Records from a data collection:
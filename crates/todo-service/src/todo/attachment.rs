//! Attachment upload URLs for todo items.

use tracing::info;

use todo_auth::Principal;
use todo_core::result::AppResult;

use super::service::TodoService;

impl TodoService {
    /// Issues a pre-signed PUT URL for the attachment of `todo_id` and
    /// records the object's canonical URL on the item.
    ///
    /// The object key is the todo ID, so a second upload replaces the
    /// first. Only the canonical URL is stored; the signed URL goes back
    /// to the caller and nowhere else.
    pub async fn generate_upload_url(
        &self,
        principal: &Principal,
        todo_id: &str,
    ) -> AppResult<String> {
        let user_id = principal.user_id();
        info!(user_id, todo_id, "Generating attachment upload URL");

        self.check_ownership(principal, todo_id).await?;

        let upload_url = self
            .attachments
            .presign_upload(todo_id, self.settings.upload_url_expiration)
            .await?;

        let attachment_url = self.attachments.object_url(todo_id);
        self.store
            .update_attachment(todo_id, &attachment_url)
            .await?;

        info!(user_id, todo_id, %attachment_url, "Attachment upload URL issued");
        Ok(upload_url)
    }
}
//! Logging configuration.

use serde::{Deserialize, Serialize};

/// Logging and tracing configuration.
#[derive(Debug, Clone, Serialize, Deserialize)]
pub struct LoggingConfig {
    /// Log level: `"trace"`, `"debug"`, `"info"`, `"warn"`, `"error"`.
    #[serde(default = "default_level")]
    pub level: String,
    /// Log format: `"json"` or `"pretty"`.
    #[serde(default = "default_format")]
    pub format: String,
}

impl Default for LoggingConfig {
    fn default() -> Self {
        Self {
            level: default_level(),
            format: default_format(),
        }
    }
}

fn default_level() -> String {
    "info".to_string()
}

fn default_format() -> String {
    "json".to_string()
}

WORK INSTRUCTION – Wherever the word "serde" appears in a line of the data, copy that line.

EXERCISE RESPONSE –
use serde::{Deserialize, Serialize};
    #[serde(default = "default_level")]
    #[serde(default = "default_format")]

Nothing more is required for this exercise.